(Data for the task begins)
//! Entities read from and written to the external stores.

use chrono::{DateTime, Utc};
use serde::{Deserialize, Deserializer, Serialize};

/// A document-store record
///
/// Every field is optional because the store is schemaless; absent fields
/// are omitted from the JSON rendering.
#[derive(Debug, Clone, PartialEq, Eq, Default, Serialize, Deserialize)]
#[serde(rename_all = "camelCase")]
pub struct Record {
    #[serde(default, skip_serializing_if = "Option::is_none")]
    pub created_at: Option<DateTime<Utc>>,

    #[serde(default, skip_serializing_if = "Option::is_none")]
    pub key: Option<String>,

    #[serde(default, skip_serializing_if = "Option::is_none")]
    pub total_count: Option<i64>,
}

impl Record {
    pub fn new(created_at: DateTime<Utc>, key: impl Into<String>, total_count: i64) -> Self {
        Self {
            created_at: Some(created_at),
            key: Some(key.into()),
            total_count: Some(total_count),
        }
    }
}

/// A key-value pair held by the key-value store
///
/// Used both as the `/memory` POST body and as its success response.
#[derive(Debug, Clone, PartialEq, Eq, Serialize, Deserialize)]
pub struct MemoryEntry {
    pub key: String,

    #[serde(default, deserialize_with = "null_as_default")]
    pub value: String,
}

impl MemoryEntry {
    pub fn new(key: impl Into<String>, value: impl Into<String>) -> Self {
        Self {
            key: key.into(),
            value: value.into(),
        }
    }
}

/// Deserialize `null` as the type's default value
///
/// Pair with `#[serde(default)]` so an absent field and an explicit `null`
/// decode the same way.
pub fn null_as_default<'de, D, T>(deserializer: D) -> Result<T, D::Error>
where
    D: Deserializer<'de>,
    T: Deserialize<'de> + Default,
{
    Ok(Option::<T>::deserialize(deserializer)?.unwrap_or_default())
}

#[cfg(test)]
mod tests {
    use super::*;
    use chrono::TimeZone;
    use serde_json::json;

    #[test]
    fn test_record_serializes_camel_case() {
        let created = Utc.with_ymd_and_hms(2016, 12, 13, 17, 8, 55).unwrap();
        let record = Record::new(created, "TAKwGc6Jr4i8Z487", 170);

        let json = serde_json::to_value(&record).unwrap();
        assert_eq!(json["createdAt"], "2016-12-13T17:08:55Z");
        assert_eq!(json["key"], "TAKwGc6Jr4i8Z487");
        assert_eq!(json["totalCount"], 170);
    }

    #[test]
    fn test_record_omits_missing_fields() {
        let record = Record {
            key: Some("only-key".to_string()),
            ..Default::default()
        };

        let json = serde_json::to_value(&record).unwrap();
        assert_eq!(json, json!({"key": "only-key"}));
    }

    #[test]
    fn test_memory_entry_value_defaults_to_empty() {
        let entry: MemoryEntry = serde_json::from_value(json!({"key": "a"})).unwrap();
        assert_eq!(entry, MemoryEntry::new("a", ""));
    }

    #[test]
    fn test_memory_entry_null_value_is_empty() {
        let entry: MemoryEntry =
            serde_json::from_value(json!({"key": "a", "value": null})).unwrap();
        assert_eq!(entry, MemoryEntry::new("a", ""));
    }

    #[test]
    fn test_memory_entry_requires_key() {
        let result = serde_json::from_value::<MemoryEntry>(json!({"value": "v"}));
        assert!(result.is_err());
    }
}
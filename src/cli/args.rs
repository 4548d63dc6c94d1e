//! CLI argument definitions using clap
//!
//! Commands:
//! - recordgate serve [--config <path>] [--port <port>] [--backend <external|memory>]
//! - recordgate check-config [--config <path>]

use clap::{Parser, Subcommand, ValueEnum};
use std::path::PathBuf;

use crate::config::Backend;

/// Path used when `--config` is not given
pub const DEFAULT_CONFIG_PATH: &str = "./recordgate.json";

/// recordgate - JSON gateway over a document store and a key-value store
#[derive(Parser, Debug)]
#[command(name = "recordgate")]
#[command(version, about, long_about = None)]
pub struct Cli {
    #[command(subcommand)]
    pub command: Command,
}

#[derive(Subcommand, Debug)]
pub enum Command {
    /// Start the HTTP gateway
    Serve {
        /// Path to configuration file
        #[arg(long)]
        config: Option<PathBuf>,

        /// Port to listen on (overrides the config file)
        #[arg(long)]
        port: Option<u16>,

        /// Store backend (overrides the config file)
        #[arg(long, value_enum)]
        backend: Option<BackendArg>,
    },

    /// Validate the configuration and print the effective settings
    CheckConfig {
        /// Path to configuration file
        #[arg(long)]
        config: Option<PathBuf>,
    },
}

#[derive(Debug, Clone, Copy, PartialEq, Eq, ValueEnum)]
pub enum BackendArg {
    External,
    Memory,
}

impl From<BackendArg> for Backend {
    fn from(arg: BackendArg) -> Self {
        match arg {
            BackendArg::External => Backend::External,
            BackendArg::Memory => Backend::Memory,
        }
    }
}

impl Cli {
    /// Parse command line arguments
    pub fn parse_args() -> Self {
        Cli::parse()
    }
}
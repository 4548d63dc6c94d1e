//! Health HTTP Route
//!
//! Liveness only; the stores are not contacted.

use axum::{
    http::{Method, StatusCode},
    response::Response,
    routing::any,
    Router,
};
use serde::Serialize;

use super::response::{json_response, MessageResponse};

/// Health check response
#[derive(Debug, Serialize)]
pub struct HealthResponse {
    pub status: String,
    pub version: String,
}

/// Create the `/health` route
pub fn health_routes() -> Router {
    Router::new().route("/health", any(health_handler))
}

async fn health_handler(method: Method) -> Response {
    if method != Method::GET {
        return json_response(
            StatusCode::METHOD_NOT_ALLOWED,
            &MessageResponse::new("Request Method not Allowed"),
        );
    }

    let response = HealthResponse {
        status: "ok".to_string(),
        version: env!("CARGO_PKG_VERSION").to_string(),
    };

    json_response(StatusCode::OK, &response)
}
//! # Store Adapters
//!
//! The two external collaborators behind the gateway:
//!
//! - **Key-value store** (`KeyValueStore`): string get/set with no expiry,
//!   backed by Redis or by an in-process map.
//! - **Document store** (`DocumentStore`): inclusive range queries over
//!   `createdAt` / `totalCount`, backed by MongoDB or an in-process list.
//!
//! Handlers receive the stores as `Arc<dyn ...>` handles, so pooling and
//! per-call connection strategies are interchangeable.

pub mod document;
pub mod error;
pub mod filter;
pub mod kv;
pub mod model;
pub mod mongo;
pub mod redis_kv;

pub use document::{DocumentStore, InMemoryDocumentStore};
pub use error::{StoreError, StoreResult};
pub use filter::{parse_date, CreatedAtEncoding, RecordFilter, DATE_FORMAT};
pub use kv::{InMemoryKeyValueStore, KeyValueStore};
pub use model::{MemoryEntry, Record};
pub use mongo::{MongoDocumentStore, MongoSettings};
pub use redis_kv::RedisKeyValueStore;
(Data for the task ends)
## [What you have to do]
Look through the entries above and say how many lines contain "filter", giving nothing but the number.

## [Answer for this exercise]
2